> _TASK TO COMPLETE_
Check every line of the entries for "records", and copy the lines that hold it.

> _DATA LISTING_
◆ ◆ ◆

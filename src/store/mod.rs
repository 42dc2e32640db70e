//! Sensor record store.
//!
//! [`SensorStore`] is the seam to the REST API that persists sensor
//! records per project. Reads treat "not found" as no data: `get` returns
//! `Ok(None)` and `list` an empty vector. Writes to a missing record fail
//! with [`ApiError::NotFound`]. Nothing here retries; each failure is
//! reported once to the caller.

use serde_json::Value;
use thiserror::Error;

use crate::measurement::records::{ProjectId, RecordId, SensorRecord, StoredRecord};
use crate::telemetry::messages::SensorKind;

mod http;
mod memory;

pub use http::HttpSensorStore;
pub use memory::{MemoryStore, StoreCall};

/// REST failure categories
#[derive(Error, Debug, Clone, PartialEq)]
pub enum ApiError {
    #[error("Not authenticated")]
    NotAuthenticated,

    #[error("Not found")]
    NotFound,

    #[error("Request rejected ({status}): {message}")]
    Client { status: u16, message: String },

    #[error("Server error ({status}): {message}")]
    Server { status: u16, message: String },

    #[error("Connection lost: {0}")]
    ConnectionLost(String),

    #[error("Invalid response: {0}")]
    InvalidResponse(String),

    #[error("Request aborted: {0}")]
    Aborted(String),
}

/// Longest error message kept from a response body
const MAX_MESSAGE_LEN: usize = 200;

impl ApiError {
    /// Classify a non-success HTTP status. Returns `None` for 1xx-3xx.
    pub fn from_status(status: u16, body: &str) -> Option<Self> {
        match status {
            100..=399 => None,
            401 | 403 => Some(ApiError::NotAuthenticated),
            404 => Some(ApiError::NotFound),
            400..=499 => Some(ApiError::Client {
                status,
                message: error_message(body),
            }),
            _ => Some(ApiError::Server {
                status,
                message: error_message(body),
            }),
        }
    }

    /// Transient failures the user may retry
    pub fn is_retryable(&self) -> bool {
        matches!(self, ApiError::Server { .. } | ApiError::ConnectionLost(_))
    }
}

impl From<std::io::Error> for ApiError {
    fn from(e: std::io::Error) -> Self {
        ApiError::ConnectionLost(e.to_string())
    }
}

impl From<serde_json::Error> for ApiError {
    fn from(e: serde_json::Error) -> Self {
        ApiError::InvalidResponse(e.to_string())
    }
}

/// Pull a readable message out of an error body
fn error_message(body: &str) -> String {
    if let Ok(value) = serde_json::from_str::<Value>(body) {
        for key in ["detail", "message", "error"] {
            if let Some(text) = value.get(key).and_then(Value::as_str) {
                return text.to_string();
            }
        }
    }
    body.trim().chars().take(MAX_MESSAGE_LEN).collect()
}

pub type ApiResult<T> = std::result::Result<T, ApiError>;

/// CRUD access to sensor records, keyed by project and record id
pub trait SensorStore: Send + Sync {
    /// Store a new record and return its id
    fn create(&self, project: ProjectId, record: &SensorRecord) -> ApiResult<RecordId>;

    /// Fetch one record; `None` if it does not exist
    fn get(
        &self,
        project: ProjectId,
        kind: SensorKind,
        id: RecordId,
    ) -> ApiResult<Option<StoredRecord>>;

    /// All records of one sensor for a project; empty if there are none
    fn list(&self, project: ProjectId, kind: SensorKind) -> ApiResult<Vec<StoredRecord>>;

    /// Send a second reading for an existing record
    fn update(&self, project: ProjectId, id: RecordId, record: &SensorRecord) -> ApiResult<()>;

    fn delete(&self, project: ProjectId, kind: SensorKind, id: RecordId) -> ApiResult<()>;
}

◆ ◆ ◆

> _WRITTEN RESPONSE_
//! records per project. Reads treat "not found" as no data: `get` returns
use crate::measurement::records::{ProjectId, RecordId, SensorRecord, StoredRecord};
/// CRUD access to sensor records, keyed by project and record id
    /// All records of one sensor for a project; empty if there are none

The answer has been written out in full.